Damien Hirst a Palazzo Vecchio: tra le gioie dello Studiolo uno scheletro di diamanti

Evento eccezionale è quello che si volge a Palazzo Vecchio a Firenze fino al 1 maggio 2011: nella Camera del Duca Cosimo, passando attraverso lo Studiolo di Francesco I de’ Medici si potrà vedere un’opera che non ha precedenti nella storia dell’arte e che ha fatto molto discutere, insieme alle altre opere dell’artista inglese Damien Hirst. Si tratta di “For the Love of God” (“Per l’amor di Dio”) ed è un teschio tempestato di diamanti, diventato leggendario da quando venne esposto per la prima volta al White Cube di Londra (la galleria di Damien Hirst) nel 2007. Da allora l’opera è stata visibile solo un’altra volta prima dell’evento fiorentino, nel 2008, al Rijksmuseum di Amsterdam, attirando più di 250.000 presenze. Si tratta di un calco di platino di un teschio umano in scala reale tempestato di 8.601 diamanti al massimo grado di purezza o con pochissime imperfezioni, per un totale di 1.106,18 carati. Sulla fronte è incastonato un grande diamante rosa a forma di goccia anche noto come “la stella del teschio”. I denti sono stati ricavati da un cranio umano vero del Settecento acquistato da Hirst a Londra.

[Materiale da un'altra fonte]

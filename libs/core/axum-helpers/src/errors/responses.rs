//! Reusable OpenAPI response types for consistent API documentation.

use super::ErrorResponse;
#[allow(unused_imports)]
use serde_json::json;
use utoipa::ToResponse;

#[derive(ToResponse)]
#[response(
    description = "Internal Server Error",
    content_type = "application/json",
    example = json!({
        "code": 1005,
        "error": "INTERNAL_ERROR",
        "message": "An internal server error occurred"
    })
)]
pub struct InternalServerErrorResponse(pub ErrorResponse);

#[derive(ToResponse)]
#[response(
    description = "Bad Request - Validation Error",
    content_type = "application/json",
    example = json!({
        "code": 1001,
        "error": "VALIDATION_ERROR",
        "message": "Request validation failed",
        "details": {
            "name": [{
                "code": "length",
                "message": null,
                "params": {"max": 128, "value": "..."}
            }]
        }
    })
)]
pub struct BadRequestValidationResponse(pub ErrorResponse);

#[derive(ToResponse)]
#[response(
    description = "Resource not found",
    content_type = "application/json",
    example = json!({
        "code": 1004,
        "error": "NOT_FOUND",
        "message": "Product 'red-sneaker' not found"
    })
)]
pub struct NotFoundResponse(pub ErrorResponse);

#[derive(ToResponse)]
#[response(
    description = "Conflict - Resource already exists",
    content_type = "application/json",
    example = json!({
        "code": 1008,
        "error": "CONFLICT",
        "message": "Category with name 'Shoes' already exists"
    })
)]
pub struct ConflictResponse(pub ErrorResponse);

#[derive(ToResponse)]
#[response(
    description = "Service Unavailable",
    content_type = "application/json",
    example = json!({
        "code": 1011,
        "error": "SERVICE_UNAVAILABLE",
        "message": "Service is temporarily unavailable"
    })
)]
pub struct ServiceUnavailableResponse(pub ErrorResponse);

Non è a un caso se si è scelto proprio lo studiolo di Cosimo e Francesco de’ Medici per ospitare questo particolarissimo “gioiello”, perché tale ambiente è un vero e proprio scrigno prezioso creato per contenere meraviglie dell’arte e della tecnica, ma anche della scienza e dell’alchimia, della natura e dell’artificio. L’opera per certi versi si ricollega alla tradizione del “memento mori”, come oggetto che parla della transitorietà dell’esistenza umana. La frase in latino, letteralmente “ricordati che devi morire”, ha origine antichissima, deriva da una particolare usanza tipica dell’antica Roma. Infatti, la consuetudine voleva che, dopo una vittoria bellica, un generale rientrasse in città sfilando nelle strade e raccogliendo gli onori e la gloria dei cittadini, riuniti per celebrarne le gesta. Tutto questo clamore però poteva in qualche modo “montare la testa” al protagonista che quindi correva il rischio di essere sopraffatto dalla superbia e dalle manie di grandezza. Per evitare che ciò accadesse, un servo dei più umili veniva incaricato di ricordare all’autore dell’impresa la sua natura umana e per farlo pronunciava più volte questa frase che rimase nella memoria storica come monito, con lo scopo di tenere sempre presente l’idea della morte e quindi il senso della vita, destinata a finire. Verso la fine del Seicento, addirittura la frase divenne il motto dei monaci dell’ordine di stretta clausura dei trappisti, i quali si ripetevano tra loro continuamente la frase mentre, un poco per volta ogni giorno, si scavavano la fossa destinata ad accoglierli.

Ma il teschio con diamanti di Hirst non è proprio un “memento mori”, piuttosto, come scrive lo storico dell’arte olandese Rudi Fuchs “rspetto alla lacrimosa tristezza di una scena di vanitas, il Teschio di Diamanti è gloria pura”, e infatti la prima cosa che si prova a guardarlo è la meraviglia della luce che emana, quasi abbagliante. Quello della morte è il tema centrale delle opere di Hirst: famose sono le sue serie in cui corpi di animali, come squali, pecore e mucche, immersi in vasche riempite di formaldeide. Manifesto della sua poetica è “The Physical Impossibility Of Death In the Mind Of Someone Living” (L’impossibilità fisica di concepire la morte per la mente di una persona viva); col quale presenta al visitatore uno squalo tigre di oltre 4 metri conservato in una teca piena di formaldeide.

Provocatoria e spesso scioccante, l’arte di Damien è stata protagonista di numerosi dibattiti sul concetto dell’arte stessa. Alla Gagosian Gallery di Hong Kong aveva già presentato un teschio ricoperto di diamanti (8 mila diamanti rosa e bianchi ): quello di un neonato di quattordici giorni e aveva intitolato l’opera “For Heaven’s Sake”. Il piccolo teschio appartiene alla collezione anatomica del diciannovesimo secolo acquistata dallo stesso artista, che lo vede come simbolo dell’eterno e della purezza, proprio come l’infanzia.

È arte o è semplicemente insensibilità e provocazione?